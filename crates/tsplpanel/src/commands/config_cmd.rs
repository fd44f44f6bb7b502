//! Config subcommand handlers.

use crate::cli::{ConfigArgs, ConfigCommand, OutputFormat};
use crate::config::{self, Config};
use crate::error::CliError;
use crate::output;

pub fn handle(args: ConfigArgs, format: OutputFormat, quiet: bool) -> Result<(), CliError> {
    match args.command {
        ConfigCommand::Path => {
            output::print_output(&config::config_path().display().to_string(), quiet);
            Ok(())
        }

        ConfigCommand::Show => {
            let cfg = config::load_config()?;
            let out = output::render_single(format, &cfg, format_toml, |c| {
                c.agent_base_url().to_owned()
            });
            output::print_output(&out, quiet);
            Ok(())
        }

        ConfigCommand::SetUrl { url } => {
            let mut cfg = config::load_config_or_default();
            cfg.agent_base_url = url;
            cfg.agent_url()?;
            cfg.agent_base_url = cfg.agent_base_url().to_owned();
            config::save_config(&cfg)?;

            tracing::info!(path = %config::config_path().display(), "config saved");
            output::print_output(
                &format!("Agent URL set to {}", cfg.agent_base_url()),
                quiet,
            );
            Ok(())
        }
    }
}

fn format_toml(cfg: &Config) -> String {
    toml::to_string_pretty(cfg).unwrap_or_else(|e| format!("# unrenderable config: {e}"))
}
━━━━━━━━━━━━━━━━
All of the data above should be reproduced exactly.

filename crates/tsplpanel/src/commands/config_cmd.rs
repository fd44f44f6bb7b502
//! Config subcommand handlers.

use crate::cli::{ConfigArgs, ConfigCommand, OutputFormat};
use crate::config::{self, Config};
use crate::error::CliError;
use crate::output;

pub fn handle(args: ConfigArgs, format: OutputFormat, quiet: bool) -> Result<(), CliError> {
    match args.command {
        ConfigCommand::Path => {
            output::print_output(&config::config_path().display().to_string(), quiet);
            Ok(())
        }

        ConfigCommand::Show => {
            let cfg = config::load_config()?;
            let out = output::render_single(format, &cfg, format_toml, |c| {
                c.agent_base_url().to_owned()
            });
            output::print_output(&out, quiet);
            Ok(())
        }

        ConfigCommand::SetUrl { url } => {
            let mut cfg = config::load_config_or_default();
            cfg.agent_base_url = url;
            cfg.agent_url()?;
            cfg.agent_base_url = cfg.agent_base_url().to_owned();
            config::save_config(&cfg)?;

            tracing::info!(path = %config::config_path().display(), "config saved");
            output::print_output(
                &format!("Agent URL set to {}", cfg.agent_base_url()),
                quiet,
            );
            Ok(())
        }
    }
}

fn format_toml(cfg: &Config) -> String {
    toml::to_string_pretty(cfg).unwrap_or_else(|e| format!("# unrenderable config: {e}"))
}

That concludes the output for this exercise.